START Record extracts

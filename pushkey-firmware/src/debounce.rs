//! Debounce and auto-repeat state machine for a single push-button.
//!
//! The machine is a pure function of sampled pin state and time; it owns all
//! press-tracking timestamps so no global timer state exists. Timestamps are
//! monotonic milliseconds in `u32` with wrapping subtraction, which is safe at
//! any realistic uptime.

/// How long the raw signal must be continuously high before a press counts.
pub const DEBOUNCE_DELAY_MS: u32 = 100;

/// Hold time before auto-repeat kicks in.
pub const REPEAT_DELAY_MS: u32 = 600;

/// Cadence of repeated keystrokes while held.
pub const REPEAT_INTERVAL_MS: u32 = 30;

/// A clean logical key action, consumed immediately by the reporter.
#[derive(Debug, Clone, Copy, PartialEq, Eq)]
#[cfg_attr(feature = "defmt", derive(defmt::Format))]
pub enum KeyEvent {
    InitialPress,
    RepeatPress,
}

#[derive(Debug, Clone, Copy)]
#[cfg_attr(feature = "defmt", derive(defmt::Format))]
pub struct Timing {
    pub debounce_ms: u32,
    pub repeat_delay_ms: u32,
    pub repeat_interval_ms: u32,
}

impl Default for Timing {
    fn default() -> Self {
        Self {
            debounce_ms: DEBOUNCE_DELAY_MS,
            repeat_delay_ms: REPEAT_DELAY_MS,
            repeat_interval_ms: REPEAT_INTERVAL_MS,
        }
    }
}

/// Per-button debouncer/repeater. One instance, owned by the polling task.
pub struct Debouncer {
    timing: Timing,

    /// Last raw sample, used to spot transitions.
    raw: bool,

    /// Latched logical state; only set once a press survives the debounce
    /// window, cleared on the first released sample.
    pressed: bool,

    /// When the raw signal last changed, in ms. Each bounce restarts the
    /// debounce window from here.
    last_transition: u32,

    /// When the current press was reported, in ms.
    press_start: u32,

    /// When the last event was emitted, in ms; spaces out repeats.
    last_emit: u32,
}

impl Debouncer {
    pub fn new(timing: Timing) -> Self {
        Self {
            timing,
            raw: false,
            pressed: false,
            last_transition: 0,
            press_start: 0,
            last_emit: 0,
        }
    }

    pub fn is_pressed(&self) -> bool {
        self.pressed
    }

    /// Feed one raw sample taken at `now` (ms). Returns at most one event.
    ///
    /// A press is reported once the signal has been continuously high for the
    /// debounce window since the last recorded transition. Release is not
    /// debounced; a single low sample clears the latch immediately.
    pub fn poll(&mut self, raw: bool, now: u32) -> Option<KeyEvent> {
        if raw != self.raw {
            self.raw = raw;
            self.last_transition = now;
        }

        if !raw {
            self.pressed = false;
            return None;
        }

        if !self.pressed {
            if now.wrapping_sub(self.last_transition) >= self.timing.debounce_ms {
                self.pressed = true;
                self.press_start = now;
                self.last_emit = now;
                return Some(KeyEvent::InitialPress);
            }
            return None;
        }

        if now.wrapping_sub(self.press_start) >= self.timing.repeat_delay_ms
            && now.wrapping_sub(self.last_emit) >= self.timing.repeat_interval_ms
        {
            self.last_emit = now;
            return Some(KeyEvent::RepeatPress);
        }

        None
    }
}

#[cfg(test)]
#[path = "debounce_test.rs"]
mod test;
use serde::{Deserialize, Serialize};

/// A finished recording, sealed into its WAV container.
#[derive(Debug, Clone, PartialEq)]
pub struct AudioArtifact {
    pub data: Vec<u8>,
    pub sample_rate: u32,
    pub channels: u16,
    pub duration_ms: u64,
}

impl AudioArtifact {
    pub const FILE_NAME: &'static str = "recording.wav";
    pub const MEDIA_TYPE: &'static str = "audio/wav";
}

/// A selected image file plus its renderable preview.
#[derive(Debug, Clone, PartialEq)]
pub struct ImageArtifact {
    pub file_name: String,
    pub media_type: String,
    pub data: Vec<u8>,
    /// `data:<type>;base64,<payload>` representation of the file.
    pub preview: String,
}

/// Artifacts accumulated for the next submission.
#[derive(Debug, Clone, Default, PartialEq)]
pub struct ConsultationInput {
    pub audio: Option<AudioArtifact>,
    pub image: Option<ImageArtifact>,
}

impl ConsultationInput {
    pub fn has_artifacts(&self) -> bool {
        self.audio.is_some() || self.image.is_some()
    }

    pub fn clear(&mut self) {
        self.audio = None;
        self.image = None;
    }
}

/// Successful response from the consultation endpoint.
#[derive(Debug, Clone, PartialEq, Serialize, Deserialize)]
pub struct ConsultationResult {
    #[serde(default)]
    pub transcription: Option<String>,
    pub analysis: String,
    /// Server-relative path to the synthesized speech reply.
    #[serde(default)]
    pub audio_url: Option<String>,
}

/// What the consultation workflow is currently doing. Exactly one state is
/// active at a time.
#[derive(Debug, Clone, PartialEq)]
pub enum WorkflowState {
    Idle,
    Capturing,
    Ready,
    Submitting,
    Succeeded(ConsultationResult),
    Failed(String),
}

END Record extracts

**Exercise instructions**
If a line falls between the first line of the records and the line containing "which is safe at", inclusive, repeat it exactly; leave out all others.

**Answer to the exercise**
filename pushkey-firmware/src/debounce.rs
//! Debounce and auto-repeat state machine for a single push-button.
//!
//! The machine is a pure function of sampled pin state and time; it owns all
//! press-tracking timestamps so no global timer state exists. Timestamps are
//! monotonic milliseconds in `u32` with wrapping subtraction, which is safe at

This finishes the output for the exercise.